Recognizing and understanding the impact of childhood trauma on an adult's physical, emotional and mental wellbeing will be the focus of a community forum set to take place this Thursday, April 19 in Detroit Lakes.
This forum, titled "Understanding Adverse Childhood Experiences: Building Self-Healing Communities," will get underway at 6 p.m. Thursday inside The Refuge of Detroit Lakes, located at 921 Eighth St. SE.
The event will begin with a presentation by Chandler Esslinger of Mahube-Otwa Community Action Partnership, which has offices in Detroit Lakes, and Debra Sherette, community education coordinator for Prairie St. John's, a psychiatric hospital and mental health clinic located in Fargo.

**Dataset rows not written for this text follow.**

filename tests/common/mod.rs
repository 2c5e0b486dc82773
// SPDX-License-Identifier: Apache-2.0
// Copyright 2025 itsakeyfut
//
// Licensed under the Apache License, Version 2.0 (the "License");
// you may not use this file except in compliance with the License.
// You may obtain a copy of the License at
//
//     http://www.apache.org/licenses/LICENSE-2.0
//
// Unless required by applicable law or agreed to in writing, software
// distributed under the License is distributed on an "AS IS" BASIS,
// WITHOUT WARRANTIES OR CONDITIONS OF ANY KIND, either express or implied.
// See the License for the specific language governing permissions and
// limitations under the License.

//! Shared helpers for integration tests

pub mod assertions;
pub mod fixtures;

"I am a trained presenter on ACEs," says Esslinger, who serves as the community health coordinator with the family health services department at Mahube-Otwa.
Esslinger says Thursday's presentation will focus on "the relationship between ACEs and adult behaviors, health inequities and resiliency," and will be followed by a facilitated group discussion.
"Our main goal is educating the general population of Becker County on what ACEs are and what they mean for not only young children who may be struggling with behavioral issues or trauma in general but also the impact they can have on your health and wellness later in life," she explained.
Once that baseline understanding has been created, Esslinger added, the focus can shift toward building "self-healing communities," where people in the community regularly engage in communication and cooperative action aimed at preventing ACEs, as well as helping those who have been most impacted by them.
Esslinger said that Thursday's forum is expected to last approximately 90 minutes, and it is free and open to the general public.